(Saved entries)
^^^^^^^^^^^^^^^^

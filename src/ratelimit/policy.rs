//! Rate limit policy: scopes, limit configs, and the policy limiter.

use axum::http::Method;
use std::collections::HashMap;
use std::fmt;
use std::sync::Arc;
use std::time::Duration;

use super::store::RateLimitStore;
use crate::error::AppError;

/// Request category against which limits are configured.
///
/// The set is closed: every request carries `Global` plus either `Read`
/// or `Write` depending on its HTTP method.
#[derive(Debug, Clone, Copy, PartialEq, Eq, Hash)]
pub enum Scope {
    Global,
    Read,
    Write,
}

impl fmt::Display for Scope {
    fn fmt(&self, f: &mut fmt::Formatter<'_>) -> fmt::Result {
        match self {
            Scope::Global => write!(f, "global"),
            Scope::Read => write!(f, "read"),
            Scope::Write => write!(f, "write"),
        }
    }
}

/// Resolves the scopes that apply to a request method.
///
/// GET, HEAD, and OPTIONS classify as read; everything else as write.
pub fn resolve_scopes(method: &Method) -> Vec<Scope> {
    let mut scopes = vec![Scope::Global];

    match method.as_str() {
        "GET" | "HEAD" | "OPTIONS" => scopes.push(Scope::Read),
        _ => scopes.push(Scope::Write),
    }

    scopes
}

/// One limit: at most `max` hits per `window`.
#[derive(Debug, Clone, Copy, PartialEq, Eq)]
pub struct LimitConfig {
    pub max: i64,
    pub window: Duration,
}

impl LimitConfig {
    pub fn new(max: i64, window: Duration) -> Self {
        Self { max, window }
    }
}

/// Maps scopes to their ordered limit lists.
///
/// Evaluation order within a scope is registration order; this makes the
/// reported scope/window of a denial deterministic.
#[derive(Debug, Clone, Default)]
pub struct Policy {
    limits: HashMap<Scope, Vec<LimitConfig>>,
}

impl Policy {
    pub fn limits_for(&self, scope: Scope) -> Option<&[LimitConfig]> {
        self.limits.get(&scope).map(Vec::as_slice)
    }
}

/// Builder for [`Policy`].
#[derive(Debug, Default)]
pub struct PolicyBuilder {
    limits: HashMap<Scope, Vec<LimitConfig>>,
}

impl PolicyBuilder {
    pub fn new() -> Self {
        Self::default()
    }

    pub fn add_limit(mut self, scope: Scope, max: i64, window: Duration) -> Self {
        self.limits
            .entry(scope)
            .or_default()
            .push(LimitConfig::new(max, window));
        self
    }

    pub fn build(self) -> Policy {
        Policy {
            limits: self.limits,
        }
    }
}

/// Details of the limit that denied a request.
#[derive(Debug, Clone, Copy)]
pub struct LimitExceeded {
    pub scope: Scope,
    pub config: LimitConfig,
    pub count: i64,
}

/// Evaluates requests against every limit of every applicable scope.
pub struct PolicyLimiter {
    store: Arc<dyn RateLimitStore>,
    policy: Policy,
}

impl PolicyLimiter {
    pub fn new(store: Arc<dyn RateLimitStore>, policy: Policy) -> Self {
        Self { store, policy }
    }

    /// Checks a request for the given client key and scopes.
    ///
    /// Returns `None` when every limit passes, or details of the first
    /// exceeded limit. Scopes are evaluated in the order given; limits
    /// within a scope in registration order. Evaluation stops at the first
    /// overage, so later counters are not incremented for a denied request.
    ///
    /// # Errors
    ///
    /// A counter store failure short-circuits with [`AppError::Internal`].
    pub async fn allow(
        &self,
        client_key: &str,
        scopes: &[Scope],
    ) -> Result<Option<LimitExceeded>, AppError> {
        for &scope in scopes {
            let Some(limits) = self.policy.limits_for(scope) else {
                continue;
            };

            for &limit in limits {
                let key = build_key(client_key, scope, limit.window);
                let count = self.store.record(&key, limit.window).await?;

                if count > limit.max {
                    return Ok(Some(LimitExceeded {
                        scope,
                        config: limit,
                        count,
                    }));
                }
            }
        }

        Ok(None)
    }

    /// The underlying counter store, for endpoints with custom limits.
    pub fn store(&self) -> Arc<dyn RateLimitStore> {
        self.store.clone()
    }
}

/// Composite counter key: one independent window per client, scope, and
/// window length.
fn build_key(client_key: &str, scope: Scope, window: Duration) -> String {
    format!("{}:{}:{}", client_key, scope, window.as_millis())
}
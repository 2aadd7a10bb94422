//! Typed stream consumer over Redis Streams consumer groups.

use async_trait::async_trait;
use redis::aio::ConnectionManager;
use redis::streams::{StreamReadOptions, StreamReadReply};
use redis::AsyncCommands;
use serde::de::DeserializeOwned;
use std::marker::PhantomData;
use std::sync::Arc;
use std::time::Duration;
use tokio::sync::watch;
use tokio::task::JoinHandle;
use tracing::{debug, error, info};

use super::publisher::PAYLOAD_FIELD;
use crate::error::AppError;

/// Handles one decoded event. Handlers are synchronous from the consumer's
/// point of view: the worker processes a single message at a time.
#[async_trait]
pub trait EventHandler<T>: Send + Sync {
    /// # Errors
    ///
    /// An error causes the message to stay pending for redelivery.
    async fn handle(&self, event: T) -> Result<(), AppError>;
}

/// A component with a start/shutdown lifecycle, managed by
/// [`super::ConsumerGroup`].
#[async_trait]
pub trait Runnable: Send {
    async fn start(&mut self) -> Result<(), AppError>;
    async fn shutdown(&mut self);
}

/// How long one blocking read waits before re-checking for cancellation.
const READ_BLOCK_MS: usize = 1_000;

/// Backoff after a failed read, so a dead broker is not hammered.
const READ_RETRY_DELAY: Duration = Duration::from_secs(1);

/// Consumes one topic with a typed handler.
///
/// The worker reads one message at a time through the consumer group,
/// decodes it as `T`, and invokes the handler. Success acknowledges the
/// message; a decode or handler failure leaves it in the pending entries
/// list for redelivery. Per-topic receipt order is preserved.
pub struct StreamConsumer<T, H> {
    client: ConnectionManager,
    topic: String,
    group: String,
    consumer_name: String,
    handler: Arc<H>,
    cancel: Option<watch::Sender<bool>>,
    worker: Option<JoinHandle<()>>,
    _event: PhantomData<fn() -> T>,
}

impl<T, H> StreamConsumer<T, H>
where
    T: DeserializeOwned + Send + 'static,
    H: EventHandler<T> + 'static,
{
    pub fn new(
        client: ConnectionManager,
        topic: impl Into<String>,
        group: impl Into<String>,
        consumer_name: impl Into<String>,
        handler: Arc<H>,
    ) -> Self {
        Self {
            client,
            topic: topic.into(),
            group: group.into(),
            consumer_name: consumer_name.into(),
            handler,
            cancel: None,
            worker: None,
            _event: PhantomData,
        }
    }

    /// Creates the consumer group on the topic, tolerating one that
    /// already exists.
    async fn ensure_group(&self) -> Result<(), AppError> {
        let mut conn = self.client.clone();

        match conn
            .xgroup_create_mkstream::<_, _, _, ()>(&self.topic, &self.group, "$")
            .await
        {
            Ok(()) => Ok(()),
            Err(e) if e.code() == Some("BUSYGROUP") => Ok(()),
            Err(e) => Err(e.into()),
        }
    }
}

#[async_trait]
impl<T, H> Runnable for StreamConsumer<T, H>
where
    T: DeserializeOwned + Send + 'static,
    H: EventHandler<T> + 'static,
{
    async fn start(&mut self) -> Result<(), AppError> {
        self.ensure_group().await?;

        let (cancel_tx, cancel_rx) = watch::channel(false);
        self.cancel = Some(cancel_tx);

        let worker = Worker {
            client: self.client.clone(),
            topic: self.topic.clone(),
            group: self.group.clone(),
            consumer_name: self.consumer_name.clone(),
            handler: self.handler.clone(),
            _event: PhantomData,
        };

        self.worker = Some(tokio::spawn(worker.run(cancel_rx)));

        info!(topic = %self.topic, group = %self.group, "consumer started");

        Ok(())
    }

    async fn shutdown(&mut self) {
        if let Some(cancel) = self.cancel.take() {
            let _ = cancel.send(true);
        }

        // Waits for the in-flight message, if any, to finish.
        if let Some(worker) = self.worker.take() {
            let _ = worker.await;
        }

        info!(topic = %self.topic, "consumer stopped");
    }
}

struct Worker<T, H> {
    client: ConnectionManager,
    topic: String,
    group: String,
    consumer_name: String,
    handler: Arc<H>,
    _event: PhantomData<fn() -> T>,
}

impl<T, H> Worker<T, H>
where
    T: DeserializeOwned + Send + 'static,
    H: EventHandler<T> + 'static,
{
    async fn run(self, mut cancel: watch::Receiver<bool>) {
        let mut conn = self.client.clone();

        loop {
            if *cancel.borrow() {
                return;
            }

            let read = tokio::select! {
                _ = cancel.changed() => return,
                read = self.read_one(&mut conn) => read,
            };

            match read {
                Ok(entries) => {
                    for (id, payload) in entries {
                        self.process(&mut conn, &id, &payload).await;
                    }
                }
                Err(e) => {
                    error!(topic = %self.topic, error = %e, "stream read failed");

                    tokio::select! {
                        _ = cancel.changed() => return,
                        _ = tokio::time::sleep(READ_RETRY_DELAY) => {}
                    }
                }
            }
        }
    }

    /// Reads at most one new message for this consumer.
    async fn read_one(
        &self,
        conn: &mut ConnectionManager,
    ) -> Result<Vec<(String, Vec<u8>)>, AppError> {
        let options = StreamReadOptions::default()
            .group(&self.group, &self.consumer_name)
            .count(1)
            .block(READ_BLOCK_MS);

        let reply: StreamReadReply = conn
            .xread_options(&[&self.topic], &[">"], &options)
            .await?;

        let mut entries = Vec::new();

        for key in reply.keys {
            for entry in key.ids {
                if let Some(payload) = entry.get::<Vec<u8>>(PAYLOAD_FIELD) {
                    entries.push((entry.id, payload));
                } else {
                    error!(topic = %self.topic, id = %entry.id, "message has no payload field");
                }
            }
        }

        Ok(entries)
    }

    async fn process(&self, conn: &mut ConnectionManager, id: &str, payload: &[u8]) {
        metrics::counter!("consumer_events_received_total", "topic" => self.topic.clone())
            .increment(1);

        let event: T = match serde_json::from_slice(payload) {
            Ok(event) => event,
            Err(e) => {
                // Leave the message pending; it will be redelivered or
                // inspected via the pending entries list.
                metrics::counter!("consumer_events_failed_total", "topic" => self.topic.clone())
                    .increment(1);
                error!(
                    topic = %self.topic,
                    id,
                    error = %e,
                    "failed to decode event, leaving pending"
                );
                return;
            }
        };

        if let Err(e) = self.handler.handle(event).await {
            metrics::counter!("consumer_events_failed_total", "topic" => self.topic.clone())
                .increment(1);
            error!(
                topic = %self.topic,
                id,
                error = %e,
                "failed to handle event, leaving pending"
            );
            return;
        }

        if let Err(e) = conn
            .xack::<_, _, _, ()>(&self.topic, &self.group, &[id])
            .await
        {
            error!(topic = %self.topic, id, error = %e, "failed to ack message");
            return;
        }

        metrics::counter!("consumer_events_processed_total", "topic" => self.topic.clone())
            .increment(1);
        debug!(topic = %self.topic, id, "processed event");
    }
}
//! Application layer: shortening strategies orchestrating the domain.

pub mod strategy;
//! Core business entities.

mod short_url;

pub use short_url::ShortUrl;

^^^^^^^^^^^^^^^^

### ASSIGNMENT
Whenever the word "StreamConsumer" appears in a line above, copy that line.

### OUTPUT FOR THIS EXERCISE
pub struct StreamConsumer<T, H> {
impl<T, H> StreamConsumer<T, H>
impl<T, H> Runnable for StreamConsumer<T, H>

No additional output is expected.